◆ Material provided ◆
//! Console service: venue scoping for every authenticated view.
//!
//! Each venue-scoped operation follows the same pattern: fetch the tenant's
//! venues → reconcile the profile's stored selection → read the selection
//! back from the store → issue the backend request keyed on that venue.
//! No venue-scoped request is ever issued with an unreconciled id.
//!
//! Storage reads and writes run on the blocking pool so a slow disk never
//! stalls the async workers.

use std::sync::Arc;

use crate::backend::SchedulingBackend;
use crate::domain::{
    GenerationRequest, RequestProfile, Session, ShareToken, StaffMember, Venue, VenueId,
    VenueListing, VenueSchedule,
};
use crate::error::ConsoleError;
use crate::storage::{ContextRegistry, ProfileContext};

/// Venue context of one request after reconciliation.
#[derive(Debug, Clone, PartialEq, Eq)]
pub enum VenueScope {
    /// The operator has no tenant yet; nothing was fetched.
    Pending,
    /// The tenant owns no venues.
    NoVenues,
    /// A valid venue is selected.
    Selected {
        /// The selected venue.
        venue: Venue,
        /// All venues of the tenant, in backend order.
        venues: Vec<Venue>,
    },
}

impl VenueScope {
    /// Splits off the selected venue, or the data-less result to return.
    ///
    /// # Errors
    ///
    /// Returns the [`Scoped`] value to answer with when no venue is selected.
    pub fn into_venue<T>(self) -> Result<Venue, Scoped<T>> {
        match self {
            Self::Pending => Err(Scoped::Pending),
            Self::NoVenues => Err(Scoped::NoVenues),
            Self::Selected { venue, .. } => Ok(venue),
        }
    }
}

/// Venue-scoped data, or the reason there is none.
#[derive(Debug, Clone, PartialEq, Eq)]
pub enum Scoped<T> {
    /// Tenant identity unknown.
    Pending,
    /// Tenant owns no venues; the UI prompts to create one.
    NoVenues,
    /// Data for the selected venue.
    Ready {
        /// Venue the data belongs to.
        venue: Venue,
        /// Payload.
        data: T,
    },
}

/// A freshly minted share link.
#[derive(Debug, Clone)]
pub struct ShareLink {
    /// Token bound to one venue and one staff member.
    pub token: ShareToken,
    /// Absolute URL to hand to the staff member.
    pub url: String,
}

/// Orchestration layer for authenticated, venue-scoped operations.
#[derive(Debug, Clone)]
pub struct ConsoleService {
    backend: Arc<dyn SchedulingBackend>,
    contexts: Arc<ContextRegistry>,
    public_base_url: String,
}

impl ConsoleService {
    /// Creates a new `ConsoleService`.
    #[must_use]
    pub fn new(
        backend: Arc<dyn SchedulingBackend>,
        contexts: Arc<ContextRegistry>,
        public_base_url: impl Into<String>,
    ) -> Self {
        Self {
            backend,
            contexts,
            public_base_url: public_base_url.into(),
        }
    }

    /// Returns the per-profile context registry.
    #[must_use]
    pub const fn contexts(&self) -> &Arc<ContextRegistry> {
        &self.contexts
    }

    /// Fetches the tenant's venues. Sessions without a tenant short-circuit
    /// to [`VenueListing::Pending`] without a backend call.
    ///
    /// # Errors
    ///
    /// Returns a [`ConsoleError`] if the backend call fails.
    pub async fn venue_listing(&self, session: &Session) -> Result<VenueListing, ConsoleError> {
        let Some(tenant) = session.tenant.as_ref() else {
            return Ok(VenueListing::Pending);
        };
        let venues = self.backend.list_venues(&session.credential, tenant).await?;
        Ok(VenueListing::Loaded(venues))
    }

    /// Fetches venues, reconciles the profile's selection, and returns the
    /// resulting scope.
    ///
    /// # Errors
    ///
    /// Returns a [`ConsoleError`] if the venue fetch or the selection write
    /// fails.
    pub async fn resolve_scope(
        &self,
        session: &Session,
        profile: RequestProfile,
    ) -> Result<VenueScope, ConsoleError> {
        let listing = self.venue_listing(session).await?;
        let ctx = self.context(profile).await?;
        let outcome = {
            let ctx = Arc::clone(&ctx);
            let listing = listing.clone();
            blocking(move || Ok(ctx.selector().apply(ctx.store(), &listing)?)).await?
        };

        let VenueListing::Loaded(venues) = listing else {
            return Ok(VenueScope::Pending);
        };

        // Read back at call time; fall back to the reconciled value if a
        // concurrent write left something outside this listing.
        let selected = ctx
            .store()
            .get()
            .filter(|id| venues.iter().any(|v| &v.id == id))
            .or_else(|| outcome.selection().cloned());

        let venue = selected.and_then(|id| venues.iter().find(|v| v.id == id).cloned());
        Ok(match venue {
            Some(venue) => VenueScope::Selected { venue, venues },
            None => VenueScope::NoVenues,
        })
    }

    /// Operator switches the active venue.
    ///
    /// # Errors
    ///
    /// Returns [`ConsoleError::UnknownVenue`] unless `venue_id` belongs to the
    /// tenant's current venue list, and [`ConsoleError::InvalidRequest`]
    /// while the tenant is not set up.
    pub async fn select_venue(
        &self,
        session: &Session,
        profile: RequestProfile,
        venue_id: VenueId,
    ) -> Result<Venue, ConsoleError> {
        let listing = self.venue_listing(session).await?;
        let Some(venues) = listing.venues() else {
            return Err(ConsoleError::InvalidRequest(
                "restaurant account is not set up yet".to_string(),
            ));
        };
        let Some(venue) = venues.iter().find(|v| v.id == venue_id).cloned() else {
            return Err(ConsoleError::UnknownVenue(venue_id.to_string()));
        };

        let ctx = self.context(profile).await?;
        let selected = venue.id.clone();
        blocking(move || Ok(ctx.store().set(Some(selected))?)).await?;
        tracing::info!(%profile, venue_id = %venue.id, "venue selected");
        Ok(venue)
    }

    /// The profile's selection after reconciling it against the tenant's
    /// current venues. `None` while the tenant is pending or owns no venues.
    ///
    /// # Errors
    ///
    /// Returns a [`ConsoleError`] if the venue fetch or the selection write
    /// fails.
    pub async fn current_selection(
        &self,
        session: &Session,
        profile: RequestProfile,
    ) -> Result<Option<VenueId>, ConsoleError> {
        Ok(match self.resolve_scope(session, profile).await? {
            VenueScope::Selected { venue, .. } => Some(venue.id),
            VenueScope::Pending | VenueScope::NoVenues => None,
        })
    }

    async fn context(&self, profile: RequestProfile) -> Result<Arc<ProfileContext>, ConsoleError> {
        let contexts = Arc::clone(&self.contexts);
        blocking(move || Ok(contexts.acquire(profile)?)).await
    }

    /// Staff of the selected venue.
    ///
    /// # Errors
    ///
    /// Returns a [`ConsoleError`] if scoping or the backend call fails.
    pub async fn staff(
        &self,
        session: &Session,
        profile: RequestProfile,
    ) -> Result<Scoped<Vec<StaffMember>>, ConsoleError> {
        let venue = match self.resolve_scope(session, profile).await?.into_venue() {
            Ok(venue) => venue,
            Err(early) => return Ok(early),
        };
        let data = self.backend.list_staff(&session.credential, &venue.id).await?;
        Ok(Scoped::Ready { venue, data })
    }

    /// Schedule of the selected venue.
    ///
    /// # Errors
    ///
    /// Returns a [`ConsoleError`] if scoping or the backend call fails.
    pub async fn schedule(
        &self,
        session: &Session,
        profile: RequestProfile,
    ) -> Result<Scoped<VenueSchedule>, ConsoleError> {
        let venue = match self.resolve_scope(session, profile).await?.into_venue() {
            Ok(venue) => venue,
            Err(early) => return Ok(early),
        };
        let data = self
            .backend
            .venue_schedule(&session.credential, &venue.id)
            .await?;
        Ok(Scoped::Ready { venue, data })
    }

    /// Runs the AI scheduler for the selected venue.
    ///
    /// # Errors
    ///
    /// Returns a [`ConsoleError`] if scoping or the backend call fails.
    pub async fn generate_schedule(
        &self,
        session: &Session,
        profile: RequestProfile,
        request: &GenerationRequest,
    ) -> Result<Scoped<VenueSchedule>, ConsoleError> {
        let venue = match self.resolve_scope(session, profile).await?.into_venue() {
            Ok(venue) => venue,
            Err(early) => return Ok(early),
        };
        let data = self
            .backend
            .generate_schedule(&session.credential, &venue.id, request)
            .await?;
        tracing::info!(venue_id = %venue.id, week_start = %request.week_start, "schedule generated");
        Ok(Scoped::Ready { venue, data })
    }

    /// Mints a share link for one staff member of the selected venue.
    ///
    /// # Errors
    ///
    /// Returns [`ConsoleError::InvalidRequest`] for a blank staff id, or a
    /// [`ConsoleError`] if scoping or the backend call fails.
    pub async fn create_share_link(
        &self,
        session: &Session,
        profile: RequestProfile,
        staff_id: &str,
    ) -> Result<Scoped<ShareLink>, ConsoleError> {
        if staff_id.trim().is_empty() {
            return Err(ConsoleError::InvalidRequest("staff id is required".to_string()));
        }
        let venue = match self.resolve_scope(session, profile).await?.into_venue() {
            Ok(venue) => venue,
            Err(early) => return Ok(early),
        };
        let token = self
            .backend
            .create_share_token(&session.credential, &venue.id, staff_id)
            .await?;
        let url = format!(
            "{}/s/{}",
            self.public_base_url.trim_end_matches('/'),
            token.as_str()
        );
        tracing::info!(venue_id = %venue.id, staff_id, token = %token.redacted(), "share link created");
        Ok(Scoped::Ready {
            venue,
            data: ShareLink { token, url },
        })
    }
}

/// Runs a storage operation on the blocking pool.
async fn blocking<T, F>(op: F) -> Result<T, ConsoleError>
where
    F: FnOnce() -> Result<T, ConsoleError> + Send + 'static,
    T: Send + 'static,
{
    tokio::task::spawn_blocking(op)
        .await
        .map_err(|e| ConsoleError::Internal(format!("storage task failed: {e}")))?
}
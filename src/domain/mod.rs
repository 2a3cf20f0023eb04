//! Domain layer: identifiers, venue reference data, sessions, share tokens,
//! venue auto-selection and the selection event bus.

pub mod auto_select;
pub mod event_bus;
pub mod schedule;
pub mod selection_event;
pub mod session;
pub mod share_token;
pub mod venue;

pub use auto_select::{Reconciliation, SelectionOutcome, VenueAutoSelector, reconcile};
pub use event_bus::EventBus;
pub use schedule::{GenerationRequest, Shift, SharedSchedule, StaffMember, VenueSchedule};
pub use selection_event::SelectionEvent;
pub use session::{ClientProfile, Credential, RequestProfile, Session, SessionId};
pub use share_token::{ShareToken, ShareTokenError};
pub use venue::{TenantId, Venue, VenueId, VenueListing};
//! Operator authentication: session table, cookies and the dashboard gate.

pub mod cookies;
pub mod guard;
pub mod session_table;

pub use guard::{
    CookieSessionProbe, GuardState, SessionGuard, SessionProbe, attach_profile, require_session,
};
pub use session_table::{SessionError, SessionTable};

◆ Instructions for the task ◆
Count up the lines containing "VenueId" in the listing above, then write that number and stop.

◆ Solved exercise ◆
4